▸ **Information provided**
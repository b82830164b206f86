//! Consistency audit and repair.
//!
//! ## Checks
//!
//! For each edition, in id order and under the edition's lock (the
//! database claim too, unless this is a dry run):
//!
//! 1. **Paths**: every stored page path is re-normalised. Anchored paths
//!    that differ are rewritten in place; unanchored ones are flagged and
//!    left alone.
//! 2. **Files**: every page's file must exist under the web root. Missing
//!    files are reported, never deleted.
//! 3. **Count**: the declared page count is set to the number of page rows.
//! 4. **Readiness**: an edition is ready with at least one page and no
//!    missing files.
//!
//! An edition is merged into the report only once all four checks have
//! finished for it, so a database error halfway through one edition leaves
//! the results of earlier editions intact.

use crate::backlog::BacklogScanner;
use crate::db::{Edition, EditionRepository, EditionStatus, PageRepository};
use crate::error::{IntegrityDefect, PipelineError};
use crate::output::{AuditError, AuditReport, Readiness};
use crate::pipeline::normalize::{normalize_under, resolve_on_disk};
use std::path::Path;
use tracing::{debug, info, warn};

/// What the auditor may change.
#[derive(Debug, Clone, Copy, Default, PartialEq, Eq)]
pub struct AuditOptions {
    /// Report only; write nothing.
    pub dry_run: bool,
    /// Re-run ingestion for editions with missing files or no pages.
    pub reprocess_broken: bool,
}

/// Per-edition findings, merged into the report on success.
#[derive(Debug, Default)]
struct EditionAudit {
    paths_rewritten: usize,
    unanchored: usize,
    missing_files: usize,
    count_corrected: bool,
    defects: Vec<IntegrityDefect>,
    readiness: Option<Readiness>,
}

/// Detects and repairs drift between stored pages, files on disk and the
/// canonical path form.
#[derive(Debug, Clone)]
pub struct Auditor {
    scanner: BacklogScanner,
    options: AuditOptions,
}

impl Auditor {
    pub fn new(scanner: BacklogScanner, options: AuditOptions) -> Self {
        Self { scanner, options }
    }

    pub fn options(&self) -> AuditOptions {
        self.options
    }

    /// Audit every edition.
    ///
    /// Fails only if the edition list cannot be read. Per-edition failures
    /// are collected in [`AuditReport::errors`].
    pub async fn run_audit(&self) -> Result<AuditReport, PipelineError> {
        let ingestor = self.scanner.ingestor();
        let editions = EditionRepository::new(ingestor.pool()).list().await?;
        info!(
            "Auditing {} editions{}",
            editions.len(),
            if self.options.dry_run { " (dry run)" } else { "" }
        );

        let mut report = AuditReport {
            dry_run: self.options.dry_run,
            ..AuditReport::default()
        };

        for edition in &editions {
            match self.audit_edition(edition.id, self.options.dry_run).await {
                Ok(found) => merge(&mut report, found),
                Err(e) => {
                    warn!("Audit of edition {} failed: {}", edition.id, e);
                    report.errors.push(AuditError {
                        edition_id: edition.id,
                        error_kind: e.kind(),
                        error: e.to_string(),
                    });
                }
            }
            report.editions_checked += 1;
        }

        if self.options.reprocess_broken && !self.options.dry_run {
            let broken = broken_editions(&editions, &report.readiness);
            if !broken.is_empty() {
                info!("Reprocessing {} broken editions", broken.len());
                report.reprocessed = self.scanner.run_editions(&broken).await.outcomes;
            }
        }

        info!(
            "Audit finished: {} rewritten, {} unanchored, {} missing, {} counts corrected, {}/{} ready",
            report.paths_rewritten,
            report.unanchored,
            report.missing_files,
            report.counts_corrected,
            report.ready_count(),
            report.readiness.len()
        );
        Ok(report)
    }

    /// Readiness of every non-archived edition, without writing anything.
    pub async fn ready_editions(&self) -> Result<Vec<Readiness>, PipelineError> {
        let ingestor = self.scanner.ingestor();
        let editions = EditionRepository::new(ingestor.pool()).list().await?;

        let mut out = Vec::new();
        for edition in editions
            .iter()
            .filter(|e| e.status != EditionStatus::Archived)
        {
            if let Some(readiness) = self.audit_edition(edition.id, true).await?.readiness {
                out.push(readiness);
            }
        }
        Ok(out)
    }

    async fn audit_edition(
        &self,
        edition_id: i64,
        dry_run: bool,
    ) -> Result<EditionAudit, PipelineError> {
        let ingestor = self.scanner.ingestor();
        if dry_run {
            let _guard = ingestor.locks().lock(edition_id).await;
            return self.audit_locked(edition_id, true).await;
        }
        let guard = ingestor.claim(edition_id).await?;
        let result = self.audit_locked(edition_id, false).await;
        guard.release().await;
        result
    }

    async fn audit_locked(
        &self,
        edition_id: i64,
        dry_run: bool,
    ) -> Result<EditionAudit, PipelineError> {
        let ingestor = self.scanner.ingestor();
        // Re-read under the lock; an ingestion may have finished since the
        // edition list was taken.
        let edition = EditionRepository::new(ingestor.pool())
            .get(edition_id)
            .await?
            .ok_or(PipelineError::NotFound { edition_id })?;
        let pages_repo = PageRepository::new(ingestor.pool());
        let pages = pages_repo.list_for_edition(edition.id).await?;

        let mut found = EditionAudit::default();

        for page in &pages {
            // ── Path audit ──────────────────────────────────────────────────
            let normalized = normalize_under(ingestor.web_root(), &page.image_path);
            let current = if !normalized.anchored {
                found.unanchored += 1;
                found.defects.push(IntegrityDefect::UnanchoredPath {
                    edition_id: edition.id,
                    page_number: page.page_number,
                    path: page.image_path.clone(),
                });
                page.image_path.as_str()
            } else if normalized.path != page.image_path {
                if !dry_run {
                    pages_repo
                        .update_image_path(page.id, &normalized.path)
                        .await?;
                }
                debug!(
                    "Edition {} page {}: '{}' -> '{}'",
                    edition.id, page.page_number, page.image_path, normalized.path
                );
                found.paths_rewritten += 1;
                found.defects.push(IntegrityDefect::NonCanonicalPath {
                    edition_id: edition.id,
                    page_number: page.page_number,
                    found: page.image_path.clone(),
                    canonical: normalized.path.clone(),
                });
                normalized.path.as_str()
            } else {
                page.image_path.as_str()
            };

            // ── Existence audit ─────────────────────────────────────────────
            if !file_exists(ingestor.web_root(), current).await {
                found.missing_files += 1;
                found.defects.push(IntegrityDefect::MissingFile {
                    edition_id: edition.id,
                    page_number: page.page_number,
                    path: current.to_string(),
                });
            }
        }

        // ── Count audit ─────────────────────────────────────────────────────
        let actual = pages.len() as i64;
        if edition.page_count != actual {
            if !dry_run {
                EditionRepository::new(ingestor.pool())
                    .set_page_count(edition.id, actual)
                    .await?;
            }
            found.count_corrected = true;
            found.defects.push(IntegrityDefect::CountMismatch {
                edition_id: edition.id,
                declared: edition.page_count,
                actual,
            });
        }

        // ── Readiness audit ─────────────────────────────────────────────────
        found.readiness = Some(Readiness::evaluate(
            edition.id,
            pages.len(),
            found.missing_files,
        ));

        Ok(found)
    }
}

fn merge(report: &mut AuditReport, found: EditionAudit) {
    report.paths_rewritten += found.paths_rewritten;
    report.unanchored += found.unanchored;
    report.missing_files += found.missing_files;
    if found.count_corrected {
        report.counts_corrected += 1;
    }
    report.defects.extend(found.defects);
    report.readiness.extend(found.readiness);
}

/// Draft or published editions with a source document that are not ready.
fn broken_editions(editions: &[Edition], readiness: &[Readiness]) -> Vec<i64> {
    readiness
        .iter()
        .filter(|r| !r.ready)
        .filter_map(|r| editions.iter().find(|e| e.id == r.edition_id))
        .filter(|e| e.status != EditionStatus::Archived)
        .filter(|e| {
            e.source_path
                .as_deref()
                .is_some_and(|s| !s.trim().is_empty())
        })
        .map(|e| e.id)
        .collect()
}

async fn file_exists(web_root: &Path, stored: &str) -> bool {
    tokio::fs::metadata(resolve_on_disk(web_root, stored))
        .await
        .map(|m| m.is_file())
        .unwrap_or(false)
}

...

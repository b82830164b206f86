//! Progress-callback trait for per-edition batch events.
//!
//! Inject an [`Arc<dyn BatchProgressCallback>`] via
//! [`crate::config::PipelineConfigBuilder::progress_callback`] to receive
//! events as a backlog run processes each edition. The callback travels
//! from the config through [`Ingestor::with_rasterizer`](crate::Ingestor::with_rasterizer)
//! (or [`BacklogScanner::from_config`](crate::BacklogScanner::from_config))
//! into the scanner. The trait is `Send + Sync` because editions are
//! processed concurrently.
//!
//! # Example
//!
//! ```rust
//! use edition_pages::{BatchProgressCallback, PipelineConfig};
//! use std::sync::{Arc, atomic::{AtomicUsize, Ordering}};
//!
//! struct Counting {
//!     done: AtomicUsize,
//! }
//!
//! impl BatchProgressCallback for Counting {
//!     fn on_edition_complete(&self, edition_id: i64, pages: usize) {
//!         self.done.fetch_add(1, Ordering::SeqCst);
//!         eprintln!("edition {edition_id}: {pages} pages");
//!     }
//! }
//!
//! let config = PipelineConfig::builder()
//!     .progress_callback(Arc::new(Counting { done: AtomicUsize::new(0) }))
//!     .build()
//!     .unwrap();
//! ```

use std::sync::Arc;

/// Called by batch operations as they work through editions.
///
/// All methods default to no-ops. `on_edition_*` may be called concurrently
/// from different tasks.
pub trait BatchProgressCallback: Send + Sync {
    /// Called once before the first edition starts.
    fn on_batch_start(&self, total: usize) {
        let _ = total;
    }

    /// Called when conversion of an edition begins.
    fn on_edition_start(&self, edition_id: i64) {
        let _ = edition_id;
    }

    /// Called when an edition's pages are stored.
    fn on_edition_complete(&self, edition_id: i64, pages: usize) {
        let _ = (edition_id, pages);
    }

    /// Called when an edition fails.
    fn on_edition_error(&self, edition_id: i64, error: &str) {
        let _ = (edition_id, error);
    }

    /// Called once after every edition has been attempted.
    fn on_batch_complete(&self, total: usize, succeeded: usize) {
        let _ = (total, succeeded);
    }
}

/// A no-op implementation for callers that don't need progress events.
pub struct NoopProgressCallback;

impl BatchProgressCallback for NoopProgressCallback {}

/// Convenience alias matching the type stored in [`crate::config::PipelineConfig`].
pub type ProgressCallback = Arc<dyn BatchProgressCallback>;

* * *

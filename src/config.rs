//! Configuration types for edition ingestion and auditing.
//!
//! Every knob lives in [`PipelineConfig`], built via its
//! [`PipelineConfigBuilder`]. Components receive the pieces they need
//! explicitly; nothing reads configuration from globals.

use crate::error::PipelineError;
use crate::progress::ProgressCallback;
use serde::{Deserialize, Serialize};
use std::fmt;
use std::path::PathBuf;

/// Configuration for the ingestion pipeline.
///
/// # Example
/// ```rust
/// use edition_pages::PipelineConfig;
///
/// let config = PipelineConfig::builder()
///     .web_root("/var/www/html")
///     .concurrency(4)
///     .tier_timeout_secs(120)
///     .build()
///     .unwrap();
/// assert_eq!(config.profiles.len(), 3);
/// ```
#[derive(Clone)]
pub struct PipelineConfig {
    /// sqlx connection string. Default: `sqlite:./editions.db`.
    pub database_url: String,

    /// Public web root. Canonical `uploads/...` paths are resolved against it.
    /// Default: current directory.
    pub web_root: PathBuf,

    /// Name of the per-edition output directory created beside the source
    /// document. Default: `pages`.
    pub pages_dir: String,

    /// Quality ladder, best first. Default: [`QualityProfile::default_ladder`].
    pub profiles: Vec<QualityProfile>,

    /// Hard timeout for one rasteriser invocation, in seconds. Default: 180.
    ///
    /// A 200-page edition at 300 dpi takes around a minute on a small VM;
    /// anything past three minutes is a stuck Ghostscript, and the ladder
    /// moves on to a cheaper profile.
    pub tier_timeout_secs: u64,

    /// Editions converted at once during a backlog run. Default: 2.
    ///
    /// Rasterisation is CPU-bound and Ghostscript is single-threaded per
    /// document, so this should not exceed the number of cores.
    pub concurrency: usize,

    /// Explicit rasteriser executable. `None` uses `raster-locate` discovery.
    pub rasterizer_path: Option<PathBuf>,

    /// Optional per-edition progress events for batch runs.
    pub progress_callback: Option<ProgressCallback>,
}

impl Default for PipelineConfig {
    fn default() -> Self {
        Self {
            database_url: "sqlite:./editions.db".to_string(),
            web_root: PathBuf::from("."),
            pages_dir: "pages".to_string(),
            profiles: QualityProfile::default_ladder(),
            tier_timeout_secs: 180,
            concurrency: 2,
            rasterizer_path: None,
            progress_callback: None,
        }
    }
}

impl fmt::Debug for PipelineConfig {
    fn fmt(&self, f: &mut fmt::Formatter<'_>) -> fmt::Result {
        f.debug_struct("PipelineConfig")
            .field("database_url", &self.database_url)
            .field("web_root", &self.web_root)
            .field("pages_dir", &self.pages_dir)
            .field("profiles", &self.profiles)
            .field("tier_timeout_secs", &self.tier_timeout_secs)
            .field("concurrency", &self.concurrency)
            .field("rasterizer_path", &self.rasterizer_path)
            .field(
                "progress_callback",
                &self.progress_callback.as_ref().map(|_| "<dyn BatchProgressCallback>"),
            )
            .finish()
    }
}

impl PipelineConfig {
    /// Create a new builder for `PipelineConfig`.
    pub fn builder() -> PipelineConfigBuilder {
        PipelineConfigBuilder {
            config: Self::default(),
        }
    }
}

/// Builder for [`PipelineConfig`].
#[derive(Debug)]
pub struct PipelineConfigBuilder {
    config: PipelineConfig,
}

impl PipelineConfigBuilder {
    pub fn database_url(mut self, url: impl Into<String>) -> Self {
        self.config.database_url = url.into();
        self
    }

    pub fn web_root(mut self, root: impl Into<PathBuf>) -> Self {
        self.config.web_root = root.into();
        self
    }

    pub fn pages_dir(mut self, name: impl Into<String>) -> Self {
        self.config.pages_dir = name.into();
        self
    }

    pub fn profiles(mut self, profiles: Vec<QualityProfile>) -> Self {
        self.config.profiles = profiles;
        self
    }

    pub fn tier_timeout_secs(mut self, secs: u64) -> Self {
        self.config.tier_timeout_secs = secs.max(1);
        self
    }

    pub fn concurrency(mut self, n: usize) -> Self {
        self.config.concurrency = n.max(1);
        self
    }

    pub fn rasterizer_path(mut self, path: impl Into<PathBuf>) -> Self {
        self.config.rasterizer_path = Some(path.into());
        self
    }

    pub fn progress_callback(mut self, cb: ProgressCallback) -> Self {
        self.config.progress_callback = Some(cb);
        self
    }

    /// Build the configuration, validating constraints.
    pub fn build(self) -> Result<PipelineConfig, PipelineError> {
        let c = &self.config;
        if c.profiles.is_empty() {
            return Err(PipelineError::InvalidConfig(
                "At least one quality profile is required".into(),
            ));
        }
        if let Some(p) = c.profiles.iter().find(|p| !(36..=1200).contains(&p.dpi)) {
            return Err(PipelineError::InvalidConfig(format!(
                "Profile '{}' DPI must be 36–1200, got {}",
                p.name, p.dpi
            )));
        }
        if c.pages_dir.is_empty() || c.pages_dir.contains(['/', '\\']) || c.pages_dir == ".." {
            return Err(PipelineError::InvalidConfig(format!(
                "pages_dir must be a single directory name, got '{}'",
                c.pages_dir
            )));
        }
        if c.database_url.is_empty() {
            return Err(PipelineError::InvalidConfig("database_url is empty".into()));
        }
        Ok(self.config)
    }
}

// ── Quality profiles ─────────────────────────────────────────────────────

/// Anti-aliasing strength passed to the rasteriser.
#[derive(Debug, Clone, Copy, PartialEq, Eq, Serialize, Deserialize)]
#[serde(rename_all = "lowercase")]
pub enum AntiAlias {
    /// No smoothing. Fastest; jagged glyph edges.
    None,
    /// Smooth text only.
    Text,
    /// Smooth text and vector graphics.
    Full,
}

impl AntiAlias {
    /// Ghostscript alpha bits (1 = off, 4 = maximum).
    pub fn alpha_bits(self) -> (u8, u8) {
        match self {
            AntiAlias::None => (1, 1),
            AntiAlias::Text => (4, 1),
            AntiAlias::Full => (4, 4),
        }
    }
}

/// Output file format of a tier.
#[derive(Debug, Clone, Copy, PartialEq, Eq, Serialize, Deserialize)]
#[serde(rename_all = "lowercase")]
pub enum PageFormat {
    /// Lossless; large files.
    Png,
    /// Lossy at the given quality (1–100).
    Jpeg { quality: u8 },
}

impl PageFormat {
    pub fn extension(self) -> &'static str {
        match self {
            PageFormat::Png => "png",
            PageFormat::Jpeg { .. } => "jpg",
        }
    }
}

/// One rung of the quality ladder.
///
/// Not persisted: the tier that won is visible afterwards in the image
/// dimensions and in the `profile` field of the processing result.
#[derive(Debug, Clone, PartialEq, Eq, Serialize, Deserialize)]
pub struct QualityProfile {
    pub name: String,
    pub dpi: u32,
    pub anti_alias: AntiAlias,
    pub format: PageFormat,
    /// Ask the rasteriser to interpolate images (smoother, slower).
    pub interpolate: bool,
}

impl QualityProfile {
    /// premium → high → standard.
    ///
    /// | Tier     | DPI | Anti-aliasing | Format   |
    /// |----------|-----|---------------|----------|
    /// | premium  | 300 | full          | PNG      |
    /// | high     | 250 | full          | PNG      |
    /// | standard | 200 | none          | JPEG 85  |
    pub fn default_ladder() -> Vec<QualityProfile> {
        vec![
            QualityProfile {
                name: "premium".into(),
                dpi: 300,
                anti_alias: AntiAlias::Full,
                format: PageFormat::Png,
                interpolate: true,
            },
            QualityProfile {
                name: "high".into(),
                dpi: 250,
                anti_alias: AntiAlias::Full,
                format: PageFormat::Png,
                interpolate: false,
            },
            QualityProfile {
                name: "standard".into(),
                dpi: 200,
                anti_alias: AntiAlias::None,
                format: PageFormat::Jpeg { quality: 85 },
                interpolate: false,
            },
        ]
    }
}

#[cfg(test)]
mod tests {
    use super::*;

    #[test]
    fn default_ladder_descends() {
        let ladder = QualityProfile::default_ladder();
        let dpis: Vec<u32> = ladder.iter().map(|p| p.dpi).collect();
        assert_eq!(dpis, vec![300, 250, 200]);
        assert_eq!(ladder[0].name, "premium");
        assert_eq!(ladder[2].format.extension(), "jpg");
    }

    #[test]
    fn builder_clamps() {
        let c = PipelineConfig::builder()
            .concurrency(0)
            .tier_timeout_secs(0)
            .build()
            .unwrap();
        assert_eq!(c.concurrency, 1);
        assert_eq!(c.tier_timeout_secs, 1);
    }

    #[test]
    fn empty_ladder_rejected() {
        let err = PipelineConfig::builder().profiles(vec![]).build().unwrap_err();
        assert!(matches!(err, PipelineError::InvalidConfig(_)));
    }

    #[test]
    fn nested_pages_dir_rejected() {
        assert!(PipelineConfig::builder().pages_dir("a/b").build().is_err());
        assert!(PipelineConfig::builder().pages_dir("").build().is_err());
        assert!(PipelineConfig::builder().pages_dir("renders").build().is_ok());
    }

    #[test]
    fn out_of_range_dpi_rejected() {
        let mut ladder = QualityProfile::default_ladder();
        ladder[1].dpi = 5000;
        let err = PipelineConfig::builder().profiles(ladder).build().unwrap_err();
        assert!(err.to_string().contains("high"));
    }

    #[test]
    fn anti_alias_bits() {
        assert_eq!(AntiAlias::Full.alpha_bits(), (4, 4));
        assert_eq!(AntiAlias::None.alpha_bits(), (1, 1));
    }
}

▸ **Problem to solve**
Only lines that contain the string "they" count; pick each one out of the records and copy it.

▸ **Exercise output**
/// Called by batch operations as they work through editions.
//! [`PipelineConfigBuilder`]. Components receive the pieces they need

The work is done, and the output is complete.